[MATERIALS PROVIDED]
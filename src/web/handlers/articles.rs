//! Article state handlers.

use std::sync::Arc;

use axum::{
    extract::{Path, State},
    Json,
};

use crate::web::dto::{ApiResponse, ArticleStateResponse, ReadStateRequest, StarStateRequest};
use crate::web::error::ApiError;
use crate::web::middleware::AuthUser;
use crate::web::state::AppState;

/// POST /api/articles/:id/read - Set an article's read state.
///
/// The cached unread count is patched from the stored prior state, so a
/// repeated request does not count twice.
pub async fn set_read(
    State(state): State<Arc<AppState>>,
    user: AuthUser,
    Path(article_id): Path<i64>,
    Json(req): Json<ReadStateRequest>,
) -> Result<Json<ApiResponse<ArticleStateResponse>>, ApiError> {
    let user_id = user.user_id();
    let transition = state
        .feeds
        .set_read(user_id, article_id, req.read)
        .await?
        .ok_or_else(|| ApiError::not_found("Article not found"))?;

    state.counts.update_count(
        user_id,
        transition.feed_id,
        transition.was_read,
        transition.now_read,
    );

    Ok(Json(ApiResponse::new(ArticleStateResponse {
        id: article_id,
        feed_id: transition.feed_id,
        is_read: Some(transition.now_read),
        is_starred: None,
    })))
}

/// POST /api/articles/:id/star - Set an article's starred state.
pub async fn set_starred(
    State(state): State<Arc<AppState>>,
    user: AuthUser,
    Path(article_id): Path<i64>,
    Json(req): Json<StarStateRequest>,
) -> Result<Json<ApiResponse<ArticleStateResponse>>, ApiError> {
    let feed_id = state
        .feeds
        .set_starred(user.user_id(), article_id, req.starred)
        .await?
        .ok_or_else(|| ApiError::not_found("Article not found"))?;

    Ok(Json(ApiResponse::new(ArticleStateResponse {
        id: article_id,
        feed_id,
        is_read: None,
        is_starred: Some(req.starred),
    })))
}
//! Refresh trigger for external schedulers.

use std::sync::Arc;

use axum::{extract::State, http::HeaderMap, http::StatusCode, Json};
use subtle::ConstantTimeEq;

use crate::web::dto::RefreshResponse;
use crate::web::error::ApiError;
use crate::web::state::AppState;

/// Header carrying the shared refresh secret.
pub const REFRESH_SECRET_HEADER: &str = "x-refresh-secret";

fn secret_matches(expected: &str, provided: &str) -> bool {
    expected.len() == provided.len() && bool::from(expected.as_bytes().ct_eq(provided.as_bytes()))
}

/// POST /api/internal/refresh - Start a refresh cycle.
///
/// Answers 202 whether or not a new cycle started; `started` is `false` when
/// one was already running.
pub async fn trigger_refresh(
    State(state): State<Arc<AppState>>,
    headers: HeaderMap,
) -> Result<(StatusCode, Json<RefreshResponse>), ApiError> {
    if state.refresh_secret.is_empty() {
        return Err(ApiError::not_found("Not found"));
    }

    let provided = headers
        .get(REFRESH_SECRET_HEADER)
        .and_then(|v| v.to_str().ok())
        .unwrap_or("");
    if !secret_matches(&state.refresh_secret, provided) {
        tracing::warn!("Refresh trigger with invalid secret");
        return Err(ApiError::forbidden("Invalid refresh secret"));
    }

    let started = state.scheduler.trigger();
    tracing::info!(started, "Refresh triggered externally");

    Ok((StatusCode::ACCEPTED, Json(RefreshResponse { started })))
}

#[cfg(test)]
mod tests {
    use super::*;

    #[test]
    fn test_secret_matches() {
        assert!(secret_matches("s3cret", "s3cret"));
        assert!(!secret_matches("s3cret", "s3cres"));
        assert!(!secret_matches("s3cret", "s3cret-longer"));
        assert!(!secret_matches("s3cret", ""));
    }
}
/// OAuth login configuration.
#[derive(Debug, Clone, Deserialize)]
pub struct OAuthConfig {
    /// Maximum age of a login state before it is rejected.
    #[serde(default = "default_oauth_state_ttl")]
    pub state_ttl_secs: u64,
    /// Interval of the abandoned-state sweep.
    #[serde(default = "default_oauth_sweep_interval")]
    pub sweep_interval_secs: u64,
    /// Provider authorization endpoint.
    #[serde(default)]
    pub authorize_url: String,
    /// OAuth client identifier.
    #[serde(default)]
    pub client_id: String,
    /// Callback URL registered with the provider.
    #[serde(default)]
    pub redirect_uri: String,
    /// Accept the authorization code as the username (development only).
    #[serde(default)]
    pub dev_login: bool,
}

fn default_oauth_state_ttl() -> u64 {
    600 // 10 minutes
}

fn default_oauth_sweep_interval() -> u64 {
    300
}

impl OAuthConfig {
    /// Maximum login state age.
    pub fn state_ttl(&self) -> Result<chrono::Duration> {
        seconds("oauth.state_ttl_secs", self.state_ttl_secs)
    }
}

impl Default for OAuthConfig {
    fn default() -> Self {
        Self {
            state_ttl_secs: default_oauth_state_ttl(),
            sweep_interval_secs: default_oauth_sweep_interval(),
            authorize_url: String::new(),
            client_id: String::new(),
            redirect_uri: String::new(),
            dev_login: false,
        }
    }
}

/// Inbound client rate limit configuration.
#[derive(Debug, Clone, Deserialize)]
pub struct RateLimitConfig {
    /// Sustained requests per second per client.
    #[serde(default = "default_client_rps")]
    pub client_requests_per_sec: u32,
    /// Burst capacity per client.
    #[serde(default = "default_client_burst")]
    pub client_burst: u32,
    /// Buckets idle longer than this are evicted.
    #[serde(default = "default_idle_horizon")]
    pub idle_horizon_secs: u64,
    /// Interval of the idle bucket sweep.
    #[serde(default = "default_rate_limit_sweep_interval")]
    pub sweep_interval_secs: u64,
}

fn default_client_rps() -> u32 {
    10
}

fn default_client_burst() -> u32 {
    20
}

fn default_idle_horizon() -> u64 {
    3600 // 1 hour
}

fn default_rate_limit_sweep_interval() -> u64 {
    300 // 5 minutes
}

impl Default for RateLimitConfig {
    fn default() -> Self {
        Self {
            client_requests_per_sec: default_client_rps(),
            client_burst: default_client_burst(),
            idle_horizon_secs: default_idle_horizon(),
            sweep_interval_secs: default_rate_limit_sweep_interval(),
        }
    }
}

[TASK DIRECTIONS] Pull out every line above that holds the word "longer".

[REPLY]
        assert!(!secret_matches("s3cret", "s3cret-longer"));
    /// Buckets idle longer than this are evicted.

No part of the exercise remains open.